Queensland Heritage Register
- Official name: Gregory Place & Gregory Hall, Epworth Centre, Fortitude Valley Methodist Church and Church Hall, Fortitude Valley Wesleyan Church and Church Hall
- Type: State heritage (built)
- Designated: 21 October 1992
- Reference no.: 600204
- Significant period: 1870–1871, 1887–1888 (fabric) 1871–1977 (historical)
- Builders: Thomas Reading, Blair Cunningham

= Fortitude Valley Methodist Church =

Fortitude Valley Methodist Church and Hall are a heritage-listed former church (the second church on the site) and its hall at 116–120 Brookes Street, Fortitude Valley, City of Brisbane, Queensland, Australia.
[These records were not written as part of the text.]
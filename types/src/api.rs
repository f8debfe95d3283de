//! API request and response types.

use crate::issue::Priority;
use serde::{Deserialize, Serialize};

#[cfg(feature = "validation")]
use garde::Validate;

// ============================================================================
// Plane REST payloads
// ============================================================================

/// List endpoints answer either with a bare array or a paginated envelope,
/// depending on the Plane version.
#[derive(Debug, Clone, Serialize, Deserialize)]
#[serde(untagged)]
pub enum ListResponse<T> {
    Paginated { results: Vec<T> },
    Plain(Vec<T>),
}

impl<T> ListResponse<T> {
    pub fn into_items(self) -> Vec<T> {
        match self {
            ListResponse::Paginated { results } => results,
            ListResponse::Plain(items) => items,
        }
    }
}

/// Body of `POST /workspaces/{slug}/projects/`.
#[derive(Debug, Clone, Serialize, Deserialize)]
pub struct CreateProjectRequest {
    pub name: String,
    pub identifier: String,
    pub description: String,
    pub network: u8,
}

/// Body of `PATCH /workspaces/{slug}/projects/{id}/`.
#[derive(Debug, Clone, Default, Serialize, Deserialize)]
pub struct UpdateProjectRequest {
    #[serde(skip_serializing_if = "Option::is_none")]
    pub name: Option<String>,
    #[serde(skip_serializing_if = "Option::is_none")]
    pub description: Option<String>,
    #[serde(skip_serializing_if = "Option::is_none")]
    pub network: Option<u8>,
}

impl UpdateProjectRequest {
    pub fn is_empty(&self) -> bool {
        self.name.is_none() && self.description.is_none() && self.network.is_none()
    }
}

/// Body of `POST /workspaces/{slug}/projects/{id}/issues/`.
#[derive(Debug, Clone, Serialize, Deserialize)]
pub struct CreateIssueRequest {
    pub name: String,
    pub description: String,
    pub description_html: String,
    pub priority: Priority,
    #[serde(skip_serializing_if = "Option::is_none")]
    pub state_id: Option<String>,
    #[serde(skip_serializing_if = "Option::is_none")]
    pub assignee_ids: Option<Vec<String>>,
    #[serde(skip_serializing_if = "Option::is_none")]
    pub label_ids: Option<Vec<String>>,
    #[serde(skip_serializing_if = "Option::is_none")]
    pub start_date: Option<String>,
    #[serde(skip_serializing_if = "Option::is_none")]
    pub target_date: Option<String>,
}

/// Body of `PATCH /workspaces/{slug}/projects/{id}/issues/{issue_id}/`.
///
/// Only the fields that are set are sent, so Plane leaves the rest untouched.
#[derive(Debug, Clone, Default, Serialize, Deserialize)]
pub struct UpdateIssueRequest {
    #[serde(skip_serializing_if = "Option::is_none")]
    pub name: Option<String>,
    #[serde(skip_serializing_if = "Option::is_none")]
    pub description: Option<String>,
    #[serde(skip_serializing_if = "Option::is_none")]
    pub description_html: Option<String>,
    #[serde(skip_serializing_if = "Option::is_none")]
    pub priority: Option<Priority>,
    #[serde(skip_serializing_if = "Option::is_none")]
    pub state_id: Option<String>,
    #[serde(skip_serializing_if = "Option::is_none")]
    pub assignee_ids: Option<Vec<String>>,
    #[serde(skip_serializing_if = "Option::is_none")]
    pub label_ids: Option<Vec<String>>,
    #[serde(skip_serializing_if = "Option::is_none")]
    pub start_date: Option<String>,
    #[serde(skip_serializing_if = "Option::is_none")]
    pub target_date: Option<String>,
}

impl UpdateIssueRequest {
    pub fn is_empty(&self) -> bool {
        self.name.is_none()
            && self.description.is_none()
            && self.priority.is_none()
            && self.state_id.is_none()
            && self.assignee_ids.is_none()
            && self.label_ids.is_none()
            && self.start_date.is_none()
            && self.target_date.is_none()
    }
}

// ============================================================================
// Tool arguments
// ============================================================================

#[derive(Debug, Clone, Deserialize)]
#[cfg_attr(feature = "validation", derive(Validate))]
pub struct CreateProjectParams {
    #[cfg_attr(feature = "validation", garde(length(min = 1)))]
    pub name: String,
    #[cfg_attr(feature = "validation", garde(length(min = 1, max = 12)))]
    pub identifier: String,
    #[serde(default)]
    #[cfg_attr(feature = "validation", garde(skip))]
    pub description: Option<String>,
    #[serde(default)]
    #[cfg_attr(feature = "validation", garde(range(max = 2)))]
    pub network: Option<u8>,
}

#[derive(Debug, Clone, Deserialize)]
#[cfg_attr(feature = "validation", derive(Validate))]
pub struct UpdateProjectParams {
    #[cfg_attr(feature = "validation", garde(length(min = 1)))]
    pub project_id: String,
    #[serde(default)]
    #[cfg_attr(feature = "validation", garde(length(min = 1)))]
    pub name: Option<String>,
    #[serde(default)]
    #[cfg_attr(feature = "validation", garde(skip))]
    pub description: Option<String>,
    #[serde(default)]
    #[cfg_attr(feature = "validation", garde(range(max = 2)))]
    pub network: Option<u8>,
}

#[derive(Debug, Clone, Deserialize)]
#[cfg_attr(feature = "validation", derive(Validate))]
pub struct DeleteProjectParams {
    #[cfg_attr(feature = "validation", garde(length(min = 1)))]
    pub project_id: String,
    /// Must be `true`; deletion is irreversible.
    #[serde(default)]
    #[cfg_attr(feature = "validation", garde(skip))]
    pub confirm: bool,
}

#[derive(Debug, Clone, Deserialize)]
#[cfg_attr(feature = "validation", derive(Validate))]
pub struct ListIssuesParams {
    #[cfg_attr(feature = "validation", garde(length(min = 1)))]
    pub project_id: String,
    #[serde(default)]
    #[cfg_attr(feature = "validation", garde(skip))]
    pub state_id: Option<String>,
    #[serde(default)]
    #[cfg_attr(feature = "validation", garde(skip))]
    pub priority: Option<Priority>,
    #[serde(default)]
    #[cfg_attr(feature = "validation", garde(skip))]
    pub assignee_id: Option<String>,
    #[serde(default)]
    #[cfg_attr(feature = "validation", garde(skip))]
    pub label_id: Option<String>,
}

#[derive(Debug, Clone, Deserialize)]
#[cfg_attr(feature = "validation", derive(Validate))]
pub struct CreateIssueParams {
    #[cfg_attr(feature = "validation", garde(length(min = 1)))]
    pub project_id: String,
    #[cfg_attr(feature = "validation", garde(length(min = 1)))]
    pub name: String,
    #[serde(default)]
    #[cfg_attr(feature = "validation", garde(skip))]
    pub description: Option<String>,
    #[serde(default)]
    #[cfg_attr(feature = "validation", garde(skip))]
    pub priority: Option<Priority>,
    #[serde(default)]
    #[cfg_attr(feature = "validation", garde(skip))]
    pub state_id: Option<String>,
    #[serde(default)]
    #[cfg_attr(feature = "validation", garde(skip))]
    pub assignee_ids: Option<Vec<String>>,
    #[serde(default)]
    #[cfg_attr(feature = "validation", garde(skip))]
    pub label_ids: Option<Vec<String>>,
    #[serde(default)]
    #[cfg_attr(feature = "validation", garde(length(min = 10, max = 10)))]
    pub start_date: Option<String>,
    #[serde(default)]
    #[cfg_attr(feature = "validation", garde(length(min = 10, max = 10)))]
    pub target_date: Option<String>,
}

#[derive(Debug, Clone, Deserialize)]
#[cfg_attr(feature = "validation", derive(Validate))]
pub struct UpdateIssueParams {
    #[cfg_attr(feature = "validation", garde(length(min = 1)))]
    pub project_id: String,
    /// Issue UUID, or a display code such as `CLT-37`
    #[cfg_attr(feature = "validation", garde(length(min = 1)))]
    pub issue_id: String,
    #[serde(default)]
    #[cfg_attr(feature = "validation", garde(length(min = 1)))]
    pub name: Option<String>,
    #[serde(default)]
    #[cfg_attr(feature = "validation", garde(skip))]
    pub description: Option<String>,
    #[serde(default)]
    #[cfg_attr(feature = "validation", garde(skip))]
    pub priority: Option<Priority>,
    #[serde(default)]
    #[cfg_attr(feature = "validation", garde(skip))]
    pub state_id: Option<String>,
    #[serde(default)]
    #[cfg_attr(feature = "validation", garde(skip))]
    pub assignee_ids: Option<Vec<String>>,
    #[serde(default)]
    #[cfg_attr(feature = "validation", garde(skip))]
    pub label_ids: Option<Vec<String>>,
    #[serde(default)]
    #[cfg_attr(feature = "validation", garde(length(min = 10, max = 10)))]
    pub start_date: Option<String>,
    #[serde(default)]
    #[cfg_attr(feature = "validation", garde(length(min = 10, max = 10)))]
    pub target_date: Option<String>,
}

impl UpdateIssueParams {
    /// Build the PATCH body, mirroring a description into `description_html`.
    pub fn to_request(&self) -> UpdateIssueRequest {
        UpdateIssueRequest {
            name: self.name.clone(),
            description: self.description.clone(),
            description_html: self.description.as_ref().map(|d| format!("<p>{d}</p>")),
            priority: self.priority,
            state_id: self.state_id.clone(),
            assignee_ids: self.assignee_ids.clone(),
            label_ids: self.label_ids.clone(),
            start_date: self.start_date.clone(),
            target_date: self.target_date.clone(),
        }
    }
}

#[derive(Debug, Clone, Deserialize)]
#[cfg_attr(feature = "validation", derive(Validate))]
pub struct DeleteIssueParams {
    #[cfg_attr(feature = "validation", garde(length(min = 1)))]
    pub project_id: String,
    #[cfg_attr(feature = "validation", garde(length(min = 1)))]
    pub issue_id: String,
}

#[derive(Debug, Clone, Deserialize)]
#[cfg_attr(feature = "validation", derive(Validate))]
pub struct GetIssueIdParams {
    /// Display code such as `CLT-37`
    #[cfg_attr(feature = "validation", garde(length(min = 3)))]
    pub issue_code: String,
}

/// Result payload of `get_issue_id`.
#[derive(Debug, Clone, Serialize, Deserialize, PartialEq)]
pub struct IssueLookup {
    pub issue_id: String,
    pub project_id: String,
    pub name: String,
    pub current_state: Option<String>,
}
The first church (and later hall) was designed by James Cowlishaw and built from 1870 to 1871 by Thomas Reading. The third church was designed by George Simkin and built from 1887 to 1888 by Blair Cunningham. The complex is also known as Fortitude Valley Wesleyan Church and Church Hall, Gregory Place, Gregory Hall, and the Epworth Centre. The complex was added to the Queensland Heritage Register on 21 October 1992.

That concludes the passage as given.